Advantageously, in an operational state of the stack 10, the wedging means 30 are dimensioned in terms of thickness, along the direction of stacking A11, so as to thereby leave, between the wedging means 30 and the two adjacent bipolar plates 12, a total dimensional clearance along the direction of stacking A11. The dimensional clearance is preferably less than 100 microns, more preferentially less than 50 microns. The dimensional clearance between the wedging means and the adjacent bipolar plates 12 is not shown in the figures. Due to the dimensional clearance, it is possible to accept dispersions in size of the wedging means 30 and of the bipolar plates 12 without any risk that the wedging means, which would be too thick with respect to the space available between a connection zone 24A and the mating zones 24B, causing a local deformation of the bipolar plates 12.

With reference to FIG. 5, where the stack 11 is shown in section, for each pocket 20 of a given connection zone 24A, the circumferential wall 26 advantageously comprises flared rims 27A which delimit the open end 28 of the pocket 20. The flared rims 27A correspond to the edges of the monopolar plates 13A/13B and extend herein parallel to the transverse axis T. The rims 27A diverge with respect to the median plane P12 as we move away from a bottom 29 of the pocket 20. Each flared rim 27A is a portion of an outer edge of the bipolar plate 12 to which the connection zone 24A belongs. The flared rims 27A facilitate the insertion of the pin 22/25 corresponding to the pin 20 in question.

For each pocket 20, an overall size L20 is defined as being a maximum distance, measured parallel to the axis of stacking A11, between the two flared rims 27A of the pocket 20. The overall size L20 and the interval L12 are shown in FIG. 5. The head-to-tail mounting of the bipolar plates 12 makes it possible to provide pockets 20 the overall size of which LO is greater than the interval L12, which facilitates the insertion of the pins 22, which are thicker and thus more solid.

Each mating zone 24B comprises a mating edge 27B which extends facing the adjacent flared rims 27A, preferably parallel to the adjacent flared rims 27A belonging to the connection zone or zones 24A facing the mating zone 24B. Each mating edge 27B is a portion of an outer edge of the bipolar plate 12 to which the mating zone 24B belongs. Each mating edge 27B herein extends parallel to the transverse direction T.

In the examples illustrated in FIGS. 5 to 8, the flared edges 27A and the mating edges 27B are aligned with one another along the direction of stacking A11. In other words, the flared rims 27A and the mating edges 27B are geometrically carried by the opening plane P28.

It should be understood that the wedging means 30 serve to keep at a distance each flared rim 27A from the neighbor mating edge(s) 27B, which reduces the risks of short-circuiting between two neighbor bipolar plates 12.

As illustrated in FIG. 5, for each cell 14, the membrane-electrode assembly 200 is advantageously pinched by the wedging means 30 between the two bipolar plates 12 associated with the cell 14. In the example shown in FIG. 5, the holding frame 206 is pinched by the wedging means 30 between the two bipolar plates 12.

In general, and including for the embodiments described hereinbelow, one or a plurality of the spacers 32 may be formed by a portion of a seal of the cell 14. Similarly, one or a plurality of the spacers 32 may be distinct from the seals but may be made of the same material as at least one of the seals of the cell.
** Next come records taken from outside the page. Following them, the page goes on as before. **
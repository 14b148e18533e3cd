use std::sync::Arc;

use tokio::sync::RwLock;

use crate::config::TableNames;
use crate::db::locator::{RowLocator, RowRef, FIRST_DATA_ROW, HEADER_ROWS};
use crate::error::{AppError, AppResult};
use crate::services::sheets::{
    BatchRequest, DeleteDimensionRequest, Dimension, DimensionRange, GridRange, SheetsApi,
    SortOrder, SortRangeRequest, SortSpec,
};

/// The three logical tables stored in the spreadsheet.
#[derive(Debug, Clone, Copy, PartialEq, Eq)]
pub enum Table {
    /// A = date
    ClassDays,
    /// A = date, B = student name, C = student id
    Bookings,
    /// A = id, B = name, C = instagram, D = active
    Roster,
}

impl Table {
    /// Number of columns, starting at A.
    pub fn width(self) -> usize {
        match self {
            Table::ClassDays => 1,
            Table::Bookings => 3,
            Table::Roster => 4,
        }
    }

    pub fn last_column(self) -> char {
        column_letter(self.width() - 1)
    }
}

/// `0 -> 'A'`, `3 -> 'D'`. Tables never exceed 26 columns.
pub fn column_letter(index: usize) -> char {
    (b'A' + index as u8) as char
}

/// Show only the beginning of an access token in logs.
pub fn redact_token(token: &str) -> String {
    let prefix: String = token.chars().take(6).collect();
    format!("{}...", prefix)
}

/// Holds the Sheets transport and the current access token.
pub struct SheetStore {
    api: Arc<dyn SheetsApi>,
    tables: TableNames,
    access_token: RwLock<Option<String>>,
}

impl SheetStore {
    pub fn new(api: Arc<dyn SheetsApi>, tables: TableNames) -> Self {
        Self {
            api,
            tables,
            access_token: RwLock::new(None),
        }
    }

    pub async fn set_access_token(&self, token: Option<String>) {
        match &token {
            Some(t) => tracing::debug!("Access token set ({})", redact_token(t)),
            None => tracing::debug!("Access token cleared"),
        }
        *self.access_token.write().await = token;
    }

    /// Bind the current token to a spreadsheet. Fails with `Unauthorized` when no
    /// token has been set.
    pub async fn handle(&self, spreadsheet_id: &str) -> AppResult<SheetHandle> {
        let token = self
            .access_token
            .read()
            .await
            .clone()
            .ok_or(AppError::Unauthorized)?;

        Ok(SheetHandle {
            api: self.api.clone(),
            tables: self.tables.clone(),
            token,
            spreadsheet_id: spreadsheet_id.to_string(),
        })
    }
}

/// Authenticated access to the tables of one spreadsheet.
#[derive(Clone)]
pub struct SheetHandle {
    api: Arc<dyn SheetsApi>,
    tables: TableNames,
    token: String,
    spreadsheet_id: String,
}

impl SheetHandle {
    pub fn spreadsheet_id(&self) -> &str {
        &self.spreadsheet_id
    }

    pub fn title(&self, table: Table) -> &str {
        match table {
            Table::ClassDays => &self.tables.class_days,
            Table::Bookings => &self.tables.bookings,
            Table::Roster => &self.tables.roster,
        }
    }

    fn a1(&self, table: Table, cells: &str) -> String {
        format!("{}!{}", self.title(table), cells)
    }

    /// Read `cells` (e.g. `A2:C`) of `table`.
    pub async fn fetch_range(&self, table: Table, cells: &str) -> AppResult<Vec<Vec<String>>> {
        let range = self.a1(table, cells);
        self.api
            .get_values(&self.token, &self.spreadsheet_id, &range)
            .await
            .map_err(|e| {
                tracing::error!("Error fetching {}: {}", range, e);
                e
            })
    }

    /// All data rows of `table`, header skipped. Positions map to `RowRef`s.
    pub async fn fetch_rows(&self, table: Table) -> AppResult<Vec<Vec<String>>> {
        let cells = format!("A{}:{}", FIRST_DATA_ROW, table.last_column());
        self.fetch_range(table, &cells).await
    }

    /// Resolve a sheet title to the numeric id structural requests need.
    pub async fn sheet_id(&self, table: Table) -> AppResult<i64> {
        let title = self.title(table);
        let sheets = self
            .api
            .get_sheets(&self.token, &self.spreadsheet_id)
            .await?;

        match sheets.iter().find(|s| s.title == title) {
            Some(sheet) => {
                tracing::debug!("Resolved sheet '{}' to id {}", title, sheet.sheet_id);
                Ok(sheet.sheet_id)
            }
            None => {
                tracing::error!(
                    "Sheet '{}' not found; available: {:?}",
                    title,
                    sheets.iter().map(|s| s.title.as_str()).collect::<Vec<_>>()
                );
                Err(AppError::NotFound(crate::i18n::t_with(
                    "sheet.not_found",
                    &[("sheet", title)],
                )))
            }
        }
    }

    pub async fn append_rows(&self, table: Table, rows: Vec<Vec<String>>) -> AppResult<()> {
        let range = self.a1(table, &format!("A:{}", table.last_column()));
        tracing::debug!("Appending {} row(s) to {}", rows.len(), range);
        self.api
            .append_values(&self.token, &self.spreadsheet_id, &range, rows)
            .await
    }

    /// Overwrite a whole data row.
    pub async fn update_row(&self, table: Table, row: RowRef, values: Vec<String>) -> AppResult<()> {
        let n = row.a1_row();
        let range = self.a1(table, &format!("A{}:{}{}", n, table.last_column(), n));
        tracing::debug!("Updating {}", range);
        self.api
            .update_values(&self.token, &self.spreadsheet_id, &range, vec![values])
            .await
    }

    /// Overwrite a single cell of a data row.
    pub async fn update_cell(
        &self,
        table: Table,
        column: usize,
        row: RowRef,
        value: String,
    ) -> AppResult<()> {
        let range = self.a1(table, &format!("{}{}", column_letter(column), row.a1_row()));
        tracing::debug!("Updating {}", range);
        self.api
            .update_values(&self.token, &self.spreadsheet_id, &range, vec![vec![value]])
            .await
    }

    /// Delete the given rows in one batch, bottom-up.
    pub async fn delete_rows(&self, table: Table, rows: Vec<RowRef>) -> AppResult<usize> {
        if rows.is_empty() {
            return Ok(0);
        }

        let sheet_id = self.sheet_id(table).await?;
        let requests: Vec<BatchRequest> = RowLocator::deletion_order(rows)
            .into_iter()
            .map(|row| {
                let (start_index, end_index) = row.grid_span();
                BatchRequest::DeleteDimension(DeleteDimensionRequest {
                    range: DimensionRange {
                        sheet_id,
                        dimension: Dimension::Rows,
                        start_index,
                        end_index,
                    },
                })
            })
            .collect();

        let count = requests.len();
        tracing::debug!("Deleting {} row(s) from {}", count, self.title(table));
        self.api
            .batch_update(&self.token, &self.spreadsheet_id, requests)
            .await?;
        Ok(count)
    }

    /// Sort the data rows of `table` ascending by `column`.
    ///
    /// Runs after a write that already succeeded, so failures are logged and swallowed.
    pub async fn sort_by_column(&self, table: Table, column: usize) {
        let result = async {
            let sheet_id = self.sheet_id(table).await?;
            let request = BatchRequest::SortRange(SortRangeRequest {
                range: GridRange {
                    sheet_id,
                    start_row_index: Some(HEADER_ROWS as i64),
                    end_row_index: None,
                    start_column_index: 0,
                    end_column_index: table.width() as i64,
                },
                sort_specs: vec![SortSpec {
                    dimension_index: column as i64,
                    sort_order: SortOrder::Ascending,
                }],
            });
            self.api
                .batch_update(&self.token, &self.spreadsheet_id, vec![request])
                .await
        }
        .await;

        match result {
            Ok(()) => tracing::debug!("Sorted {} by column {}", self.title(table), column),
            Err(e) => tracing::warn!(
                "Failed to sort {} (the write itself succeeded): {}",
                self.title(table),
                e
            ),
        }
    }
}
In the two cases, the spacer 32 is then preferably made during the same operation as the formation of the seal, e.g. during the same casting, molding or overmolding operation as the seal in question, whether the seal is rigidly attached to one of the monopolar plates 13, to the MEA 200 or whether the seal in question is a free seal.

A stack 211 according to an alternative embodiment of the invention is shown in FIG. 6.

In the alternative embodiments of the invention, the elements analog to the elements of the other embodiments have the same references and work in the same way. The differences between each embodiment and the preceding embodiment or embodiments is described hereinafter.

Compared to the stack 11 of the preceding embodiment wherein the bipolar plates 12 are formed by two monopolar plates 13 welded or bonded together in a sealed manner, the case of the stack 211 shown in FIG. 6 is an example wherein each bipolar plate 12 is formed of two monopolar plates 13 which are assembled by simple compression against each other, because of the assembly with the interposition of an attached seal 230, which is arranged between the two monopolar plates 13. The directly mounted seal 230 is shown diagrammatically and in a non-limiting manner by a rectangle in dotted lines.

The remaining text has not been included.